Stored data:
// Copyright (c) 2021-2024 Espresso Systems (espressosys.com)
// This file is part of the votechain repository.

// You should have received a copy of the MIT License
// along with the votechain repository. If not, see <https://mit-license.org/>.

use votechain::{
    types::ProtocolError, Block, Call, EventType, LedgerError, Outcome, Transaction,
};
use votechain_testing::{helpers::voter, TestSystem};

const START: u64 = 2_000;
const END: u64 = 3_000;

#[tokio::test(flavor = "multi_thread")]
async fn failed_saves_commit_nothing() {
    let test = TestSystem::new(1_000).await;
    let (election, candidates) = test.election(START, END, &["Alice"]).await;
    let v = voter(1);
    test.grant(election, &[v]).await;
    test.clock.set(START);

    let commitment = test.ledger.commitment().await;
    let height = test.ledger.height().await;
    let history = test.ledger.events().await;
    let saves = test.storage.saves();

    test.storage.set_should_return_err(true);
    let err = test.vote(v, election, candidates[0]).await.unwrap_err();
    assert!(matches!(err, LedgerError::Storage(_)));

    assert_eq!(test.ledger.commitment().await, commitment);
    assert_eq!(test.ledger.height().await, height);
    assert_eq!(test.ledger.events().await, history);
    assert_eq!(test.storage.saves(), saves);
    assert_eq!(test.rights(election, v).await, 1);
    assert_eq!(test.votes(election, candidates[0]).await, 0);

    test.storage.set_should_return_err(false);
    test.vote(v, election, candidates[0]).await.unwrap();
    assert_eq!(test.ledger.height().await, height + 1);
    assert_eq!(test.storage.saves(), saves + 1);

    // Sequence numbers continue where the last committed block left off.
    let events = test.ledger.events().await;
    let resumed = &events[history.len()..];
    assert_eq!(resumed.len(), 2);
    assert_eq!(resumed[0].sequence, history.len() as u64);
    assert_eq!(resumed[1].sequence, history.len() as u64 + 1);
}

#[tokio::test(flavor = "multi_thread")]
async fn transactions_in_a_block_stand_alone() {
    let test = TestSystem::new(1_000).await;
    let (election, candidates) = test.election(START, END, &["Alice", "Bob"]).await;
    let (good, bad) = (voter(1), voter(2));
    test.grant(election, &[good]).await;
    let ballot = test.system.ballot.address();
    let vote = |sender, candidate| {
        Transaction::new(
            sender,
            Call::Vote {
                target: ballot,
                election,
                candidate,
            },
        )
    };

    let receipts = test
        .ledger
        .apply_block(Block {
            timestamp: START,
            transactions: vec![
                vote(bad, candidates[0]),
                vote(good, candidates[1]),
                vote(good, candidates[0]),
            ],
        })
        .await
        .unwrap();

    assert_eq!(receipts.len(), 3);
    assert_eq!(receipts[0].outcome, Err(ProtocolError::NoVotingToken));
    assert_eq!(receipts[1].outcome, Ok(Outcome::Done));
    assert_eq!(receipts[2].outcome, Err(ProtocolError::NoVotingToken));
    assert!(receipts[0].events.is_empty() && receipts[2].events.is_empty());
    assert!(receipts.iter().all(|r| r.timestamp == START));
    assert!(receipts.iter().all(|r| r.height == receipts[0].height));

    assert_eq!(
        receipts[1]
            .events
            .iter()
            .map(|e| e.event.clone())
            .collect::<Vec<_>>(),
        vec![
            EventType::VotingTokenUsed {
                election,
                voter: good
            },
            EventType::VoteCasted {
                election,
                candidate: candidates[1],
                voter: good
            },
        ]
    );
    assert_eq!(test.votes(election, candidates[0]).await, 0);
    assert_eq!(test.votes(election, candidates[1]).await, 1);
}

#[tokio::test(flavor = "multi_thread")]
async fn rejected_transactions_leave_the_commitment_alone() {
    let test = TestSystem::new(1_000).await;
    let (election, candidates) = test.election(START, END, &["Alice"]).await;
    test.clock.set(START);
    let before = test.ledger.snapshot().await;

    let receipt = test
        .ledger
        .execute(Transaction::new(
            voter(1),
            Call::Vote {
                target: test.system.ballot.address(),
                election,
                candidate: candidates[0],
            },
        ))
        .await
        .unwrap();
    assert!(!receipt.is_success());
    assert!(receipt.events.is_empty());

    // The empty block still counts, but no table changed.
    let after = test.ledger.snapshot().await;
    assert_eq!(after.height(), before.height() + 1);
    for contract in before.contracts() {
        assert_eq!(after.contract(contract.address()), Some(contract));
    }
}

» **Task objective**: Quote each line above in full, word for word.

» **Result for this exercise**:
// Copyright (c) 2021-2024 Espresso Systems (espressosys.com)
// This file is part of the votechain repository.

// You should have received a copy of the MIT License
// along with the votechain repository. If not, see <https://mit-license.org/>.

use votechain::{
    types::ProtocolError, Block, Call, EventType, LedgerError, Outcome, Transaction,
};
use votechain_testing::{helpers::voter, TestSystem};

const START: u64 = 2_000;
const END: u64 = 3_000;

#[tokio::test(flavor = "multi_thread")]
async fn failed_saves_commit_nothing() {
    let test = TestSystem::new(1_000).await;
    let (election, candidates) = test.election(START, END, &["Alice"]).await;
    let v = voter(1);
    test.grant(election, &[v]).await;
    test.clock.set(START);

    let commitment = test.ledger.commitment().await;
    let height = test.ledger.height().await;
    let history = test.ledger.events().await;
    let saves = test.storage.saves();

    test.storage.set_should_return_err(true);
    let err = test.vote(v, election, candidates[0]).await.unwrap_err();
    assert!(matches!(err, LedgerError::Storage(_)));

    assert_eq!(test.ledger.commitment().await, commitment);
    assert_eq!(test.ledger.height().await, height);
    assert_eq!(test.ledger.events().await, history);
    assert_eq!(test.storage.saves(), saves);
    assert_eq!(test.rights(election, v).await, 1);
    assert_eq!(test.votes(election, candidates[0]).await, 0);

    test.storage.set_should_return_err(false);
    test.vote(v, election, candidates[0]).await.unwrap();
    assert_eq!(test.ledger.height().await, height + 1);
    assert_eq!(test.storage.saves(), saves + 1);

    // Sequence numbers continue where the last committed block left off.
    let events = test.ledger.events().await;
    let resumed = &events[history.len()..];
    assert_eq!(resumed.len(), 2);
    assert_eq!(resumed[0].sequence, history.len() as u64);
    assert_eq!(resumed[1].sequence, history.len() as u64 + 1);
}

#[tokio::test(flavor = "multi_thread")]
async fn transactions_in_a_block_stand_alone() {
    let test = TestSystem::new(1_000).await;
    let (election, candidates) = test.election(START, END, &["Alice", "Bob"]).await;
    let (good, bad) = (voter(1), voter(2));
    test.grant(election, &[good]).await;
    let ballot = test.system.ballot.address();
    let vote = |sender, candidate| {
        Transaction::new(
            sender,
            Call::Vote {
                target: ballot,
                election,
                candidate,
            },
        )
    };

    let receipts = test
        .ledger
        .apply_block(Block {
            timestamp: START,
            transactions: vec![
                vote(bad, candidates[0]),
                vote(good, candidates[1]),
                vote(good, candidates[0]),
            ],
        })
        .await
        .unwrap();

    assert_eq!(receipts.len(), 3);
    assert_eq!(receipts[0].outcome, Err(ProtocolError::NoVotingToken));
    assert_eq!(receipts[1].outcome, Ok(Outcome::Done));
    assert_eq!(receipts[2].outcome, Err(ProtocolError::NoVotingToken));
    assert!(receipts[0].events.is_empty() && receipts[2].events.is_empty());
    assert!(receipts.iter().all(|r| r.timestamp == START));
    assert!(receipts.iter().all(|r| r.height == receipts[0].height));

    assert_eq!(
        receipts[1]
            .events
            .iter()
            .map(|e| e.event.clone())
            .collect::<Vec<_>>(),
        vec![
            EventType::VotingTokenUsed {
                election,
                voter: good
            },
            EventType::VoteCasted {
                election,
                candidate: candidates[1],
                voter: good
            },
        ]
    );
    assert_eq!(test.votes(election, candidates[0]).await, 0);
    assert_eq!(test.votes(election, candidates[1]).await, 1);
}

#[tokio::test(flavor = "multi_thread")]
async fn rejected_transactions_leave_the_commitment_alone() {
    let test = TestSystem::new(1_000).await;
    let (election, candidates) = test.election(START, END, &["Alice"]).await;
    test.clock.set(START);
    let before = test.ledger.snapshot().await;

    let receipt = test
        .ledger
        .execute(Transaction::new(
            voter(1),
            Call::Vote {
                target: test.system.ballot.address(),
                election,
                candidate: candidates[0],
            },
        ))
        .await
        .unwrap();
    assert!(!receipt.is_success());
    assert!(receipt.events.is_empty());

    // The empty block still counts, but no table changed.
    let after = test.ledger.snapshot().await;
    assert_eq!(after.height(), before.height() + 1);
    for contract in before.contracts() {
        assert_eq!(after.contract(contract.address()), Some(contract));
    }
}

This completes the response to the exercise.